● TASK GOAL
Report the lines of the data below that contain the string "JsValue".
================================
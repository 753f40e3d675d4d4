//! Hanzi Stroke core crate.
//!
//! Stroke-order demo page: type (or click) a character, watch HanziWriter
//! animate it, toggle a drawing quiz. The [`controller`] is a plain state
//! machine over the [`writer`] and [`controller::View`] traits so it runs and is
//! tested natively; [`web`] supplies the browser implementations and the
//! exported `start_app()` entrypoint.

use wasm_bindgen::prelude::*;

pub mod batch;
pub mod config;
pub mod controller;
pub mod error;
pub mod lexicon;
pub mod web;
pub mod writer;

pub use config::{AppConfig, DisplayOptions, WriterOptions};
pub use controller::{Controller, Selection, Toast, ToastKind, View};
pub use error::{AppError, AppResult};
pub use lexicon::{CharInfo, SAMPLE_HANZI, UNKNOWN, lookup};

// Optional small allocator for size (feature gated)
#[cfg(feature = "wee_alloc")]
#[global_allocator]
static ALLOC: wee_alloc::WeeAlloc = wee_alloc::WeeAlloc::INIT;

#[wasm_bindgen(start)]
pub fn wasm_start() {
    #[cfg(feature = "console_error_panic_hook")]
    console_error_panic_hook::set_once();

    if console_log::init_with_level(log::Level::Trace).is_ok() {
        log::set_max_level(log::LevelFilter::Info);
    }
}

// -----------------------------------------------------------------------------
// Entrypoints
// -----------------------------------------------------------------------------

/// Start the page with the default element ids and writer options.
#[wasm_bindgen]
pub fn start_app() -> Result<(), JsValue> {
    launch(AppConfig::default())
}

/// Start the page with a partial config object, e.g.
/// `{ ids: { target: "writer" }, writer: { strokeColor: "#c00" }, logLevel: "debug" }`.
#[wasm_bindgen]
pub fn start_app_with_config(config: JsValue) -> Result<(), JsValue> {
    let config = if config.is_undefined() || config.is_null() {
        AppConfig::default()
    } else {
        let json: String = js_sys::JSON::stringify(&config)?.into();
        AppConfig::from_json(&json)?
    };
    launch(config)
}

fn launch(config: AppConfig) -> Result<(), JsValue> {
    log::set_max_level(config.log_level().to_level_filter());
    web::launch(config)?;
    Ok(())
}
================================
● RESPONSE
pub fn start_app() -> Result<(), JsValue> {
pub fn start_app_with_config(config: JsValue) -> Result<(), JsValue> {
fn launch(config: AppConfig) -> Result<(), JsValue> {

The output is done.